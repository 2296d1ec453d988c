//! Host engine boundary
//!
//! The query engine calls `vfsreadfile` and `vfswritefile` with a slice
//! of [`Value`]s; this module checks arity and types, extracts the path,
//! payload, and optional VFS name, and dispatches to the operations in
//! [`fileio`](crate::fileio). The engine's side of the contract is the
//! [`HostEngine`] trait: a VFS registry snapshot and the configured
//! maximum result size. [`host_functions`] describes how the two
//! functions must be registered (the write path is direct-only and must
//! never be cached or evaluated speculatively).

use crate::error::{FileIoError, Result};
use crate::fileio;
use crate::vfs::VfsRegistry;

/// Default maximum result size in bytes when the host does not configure one
pub const DEFAULT_MAX_RESULT_SIZE: usize = 1_000_000_000;

/// A value crossing the host function boundary
///
/// Only the kinds the two file I/O functions touch.
#[derive(Debug, Clone, PartialEq, Eq)]
pub enum Value {
    Null,
    Integer(i64),
    Text(String),
    Blob(Vec<u8>),
}

impl Value {
    /// View this value as text, if it is text
    pub fn as_text(&self) -> Option<&str> {
        match self {
            Value::Text(s) => Some(s),
            _ => None,
        }
    }

    /// View this value as a byte payload (blobs and text qualify)
    pub fn as_bytes(&self) -> Option<&[u8]> {
        match self {
            Value::Blob(b) => Some(b),
            Value::Text(s) => Some(s.as_bytes()),
            _ => None,
        }
    }
}

/// What the file I/O operations consume from the host engine
///
/// The registry is a per-call snapshot; this crate holds no global
/// registration state. The maximum result size bounds any single blob
/// produced to a caller and is queried by the read path only.
pub trait HostEngine {
    /// The VFS backends visible to this call
    fn vfs_registry(&self) -> &VfsRegistry;

    /// Configured ceiling on the byte size of a produced result
    fn max_result_size(&self) -> usize;
}

/// A self-contained [`HostEngine`] for embedders and tests
///
/// # Examples
///
/// ```rust
/// use vfsio_rs::{vfsreadfile, Engine, Value};
/// use vfsio_rs::vfs::{MemoryVfs, VfsRegistry};
/// use std::sync::Arc;
///
/// let vfs = Arc::new(MemoryVfs::new("mem"));
/// vfs.insert("/hello", b"hi".to_vec());
///
/// let mut registry = VfsRegistry::new();
/// registry.register(vfs);
/// let engine = Engine::new(registry);
///
/// let args = [Value::Text("/hello".to_string())];
/// assert_eq!(vfsreadfile(&engine, &args).unwrap(), Value::Blob(b"hi".to_vec()));
/// ```
pub struct Engine {
    registry: VfsRegistry,
    max_result_size: usize,
}

impl Engine {
    /// Create an engine over `registry` with the default result size limit
    pub fn new(registry: VfsRegistry) -> Self {
        Engine {
            registry,
            max_result_size: DEFAULT_MAX_RESULT_SIZE,
        }
    }

    /// Override the maximum result size
    pub fn with_max_result_size(mut self, limit: usize) -> Self {
        self.max_result_size = limit;
        self
    }
}

impl HostEngine for Engine {
    fn vfs_registry(&self) -> &VfsRegistry {
        &self.registry
    }

    fn max_result_size(&self) -> usize {
        self.max_result_size
    }
}

fn text_arg<'a>(args: &'a [Value], idx: usize, what: &str, func: &str) -> Result<&'a str> {
    args[idx]
        .as_text()
        .ok_or_else(|| FileIoError::Argument(format!("{}() {} must be a string", func, what)))
}

fn optional_vfs_arg<'a>(args: &'a [Value], idx: usize, func: &str) -> Result<Option<&'a str>> {
    if args.len() > idx {
        Ok(Some(text_arg(args, idx, "vfs argument", func)?))
    } else {
        Ok(None)
    }
}

/// `vfsreadfile(path[, vfs])` — whole-file read
///
/// Returns a blob with the file's exact contents, or null when the file
/// does not exist.
pub fn vfsreadfile(engine: &dyn HostEngine, args: &[Value]) -> Result<Value> {
    if args.len() != 1 && args.len() != 2 {
        return Err(FileIoError::Argument(
            "vfsreadfile() takes 1 or 2 argument(s)".to_string(),
        ));
    }

    let path = text_arg(args, 0, "argument", "vfsreadfile")?;
    let vfs_name = optional_vfs_arg(args, 1, "vfsreadfile")?;

    match fileio::read_file(engine, path, vfs_name)? {
        Some(blob) => Ok(Value::Blob(blob)),
        None => Ok(Value::Null),
    }
}

/// `vfswritefile(path, payload[, vfs])` — whole-file overwrite
///
/// The payload may be a blob or text; a null or numeric payload is
/// rejected. Returns the number of bytes written as an integer.
pub fn vfswritefile(engine: &dyn HostEngine, args: &[Value]) -> Result<Value> {
    if args.len() != 2 && args.len() != 3 {
        return Err(FileIoError::Argument(
            "vfswritefile() takes 2 or 3 argument(s)".to_string(),
        ));
    }

    let path = text_arg(args, 0, "argument", "vfswritefile")?;
    let payload = args[1]
        .as_bytes()
        .ok_or_else(|| FileIoError::Argument("vfswritefile() cannot get blob".to_string()))?;
    let vfs_name = optional_vfs_arg(args, 2, "vfswritefile")?;

    let written = fileio::write_file(engine, path, payload, vfs_name)?;
    Ok(Value::Integer(written as i64))
}

/// How a host must register one of the exposed functions
#[derive(Debug, Clone, Copy)]
pub struct FunctionDef {
    /// Function name as called from queries
    pub name: &'static str,
    /// Minimum and maximum accepted argument counts
    pub arity: (usize, usize),
    /// Same arguments always produce the same result; safe to cache
    pub deterministic: bool,
    /// Has side effects; must execute exactly once, never speculatively
    pub direct_only: bool,
    /// Entry point
    pub invoke: fn(&dyn HostEngine, &[Value]) -> Result<Value>,
}

/// Registration descriptors for the two exposed functions
///
/// `vfswritefile` is direct-only: the host query planner must not assume
/// it is pure, cache its result, or re-evaluate it.
pub fn host_functions() -> [FunctionDef; 2] {
    [
        FunctionDef {
            name: "vfsreadfile",
            arity: (1, 2),
            deterministic: true,
            direct_only: false,
            invoke: vfsreadfile,
        },
        FunctionDef {
            name: "vfswritefile",
            arity: (2, 3),
            deterministic: false,
            direct_only: true,
            invoke: vfswritefile,
        },
    ]
}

+ + + + +

What you will do – Please print the data above exactly as it appears.

Result –
repository 2296d1ec453d988c
//! Host engine boundary
//!
//! The query engine calls `vfsreadfile` and `vfswritefile` with a slice
//! of [`Value`]s; this module checks arity and types, extracts the path,
//! payload, and optional VFS name, and dispatches to the operations in
//! [`fileio`](crate::fileio). The engine's side of the contract is the
//! [`HostEngine`] trait: a VFS registry snapshot and the configured
//! maximum result size. [`host_functions`] describes how the two
//! functions must be registered (the write path is direct-only and must
//! never be cached or evaluated speculatively).

use crate::error::{FileIoError, Result};
use crate::fileio;
use crate::vfs::VfsRegistry;

/// Default maximum result size in bytes when the host does not configure one
pub const DEFAULT_MAX_RESULT_SIZE: usize = 1_000_000_000;

/// A value crossing the host function boundary
///
/// Only the kinds the two file I/O functions touch.
#[derive(Debug, Clone, PartialEq, Eq)]
pub enum Value {
    Null,
    Integer(i64),
    Text(String),
    Blob(Vec<u8>),
}

impl Value {
    /// View this value as text, if it is text
    pub fn as_text(&self) -> Option<&str> {
        match self {
            Value::Text(s) => Some(s),
            _ => None,
        }
    }

    /// View this value as a byte payload (blobs and text qualify)
    pub fn as_bytes(&self) -> Option<&[u8]> {
        match self {
            Value::Blob(b) => Some(b),
            Value::Text(s) => Some(s.as_bytes()),
            _ => None,
        }
    }
}

/// What the file I/O operations consume from the host engine
///
/// The registry is a per-call snapshot; this crate holds no global
/// registration state. The maximum result size bounds any single blob
/// produced to a caller and is queried by the read path only.
pub trait HostEngine {
    /// The VFS backends visible to this call
    fn vfs_registry(&self) -> &VfsRegistry;

    /// Configured ceiling on the byte size of a produced result
    fn max_result_size(&self) -> usize;
}

/// A self-contained [`HostEngine`] for embedders and tests
///
/// # Examples
///
/// ```rust
/// use vfsio_rs::{vfsreadfile, Engine, Value};
/// use vfsio_rs::vfs::{MemoryVfs, VfsRegistry};
/// use std::sync::Arc;
///
/// let vfs = Arc::new(MemoryVfs::new("mem"));
/// vfs.insert("/hello", b"hi".to_vec());
///
/// let mut registry = VfsRegistry::new();
/// registry.register(vfs);
/// let engine = Engine::new(registry);
///
/// let args = [Value::Text("/hello".to_string())];
/// assert_eq!(vfsreadfile(&engine, &args).unwrap(), Value::Blob(b"hi".to_vec()));
/// ```
pub struct Engine {
    registry: VfsRegistry,
    max_result_size: usize,
}

impl Engine {
    /// Create an engine over `registry` with the default result size limit
    pub fn new(registry: VfsRegistry) -> Self {
        Engine {
            registry,
            max_result_size: DEFAULT_MAX_RESULT_SIZE,
        }
    }

    /// Override the maximum result size
    pub fn with_max_result_size(mut self, limit: usize) -> Self {
        self.max_result_size = limit;
        self
    }
}

impl HostEngine for Engine {
    fn vfs_registry(&self) -> &VfsRegistry {
        &self.registry
    }

    fn max_result_size(&self) -> usize {
        self.max_result_size
    }
}

fn text_arg<'a>(args: &'a [Value], idx: usize, what: &str, func: &str) -> Result<&'a str> {
    args[idx]
        .as_text()
        .ok_or_else(|| FileIoError::Argument(format!("{}() {} must be a string", func, what)))
}

fn optional_vfs_arg<'a>(args: &'a [Value], idx: usize, func: &str) -> Result<Option<&'a str>> {
    if args.len() > idx {
        Ok(Some(text_arg(args, idx, "vfs argument", func)?))
    } else {
        Ok(None)
    }
}

/// `vfsreadfile(path[, vfs])` — whole-file read
///
/// Returns a blob with the file's exact contents, or null when the file
/// does not exist.
pub fn vfsreadfile(engine: &dyn HostEngine, args: &[Value]) -> Result<Value> {
    if args.len() != 1 && args.len() != 2 {
        return Err(FileIoError::Argument(
            "vfsreadfile() takes 1 or 2 argument(s)".to_string(),
        ));
    }

    let path = text_arg(args, 0, "argument", "vfsreadfile")?;
    let vfs_name = optional_vfs_arg(args, 1, "vfsreadfile")?;

    match fileio::read_file(engine, path, vfs_name)? {
        Some(blob) => Ok(Value::Blob(blob)),
        None => Ok(Value::Null),
    }
}

/// `vfswritefile(path, payload[, vfs])` — whole-file overwrite
///
/// The payload may be a blob or text; a null or numeric payload is
/// rejected. Returns the number of bytes written as an integer.
pub fn vfswritefile(engine: &dyn HostEngine, args: &[Value]) -> Result<Value> {
    if args.len() != 2 && args.len() != 3 {
        return Err(FileIoError::Argument(
            "vfswritefile() takes 2 or 3 argument(s)".to_string(),
        ));
    }

    let path = text_arg(args, 0, "argument", "vfswritefile")?;
    let payload = args[1]
        .as_bytes()
        .ok_or_else(|| FileIoError::Argument("vfswritefile() cannot get blob".to_string()))?;
    let vfs_name = optional_vfs_arg(args, 2, "vfswritefile")?;

    let written = fileio::write_file(engine, path, payload, vfs_name)?;
    Ok(Value::Integer(written as i64))
}

/// How a host must register one of the exposed functions
#[derive(Debug, Clone, Copy)]
pub struct FunctionDef {
    /// Function name as called from queries
    pub name: &'static str,
    /// Minimum and maximum accepted argument counts
    pub arity: (usize, usize),
    /// Same arguments always produce the same result; safe to cache
    pub deterministic: bool,
    /// Has side effects; must execute exactly once, never speculatively
    pub direct_only: bool,
    /// Entry point
    pub invoke: fn(&dyn HostEngine, &[Value]) -> Result<Value>,
}

/// Registration descriptors for the two exposed functions
///
/// `vfswritefile` is direct-only: the host query planner must not assume
/// it is pure, cache its result, or re-evaluate it.
pub fn host_functions() -> [FunctionDef; 2] {
    [
        FunctionDef {
            name: "vfsreadfile",
            arity: (1, 2),
            deterministic: true,
            direct_only: false,
            invoke: vfsreadfile,
        },
        FunctionDef {
            name: "vfswritefile",
            arity: (2, 3),
            deterministic: false,
            direct_only: true,
            invoke: vfswritefile,
        },
    ]
}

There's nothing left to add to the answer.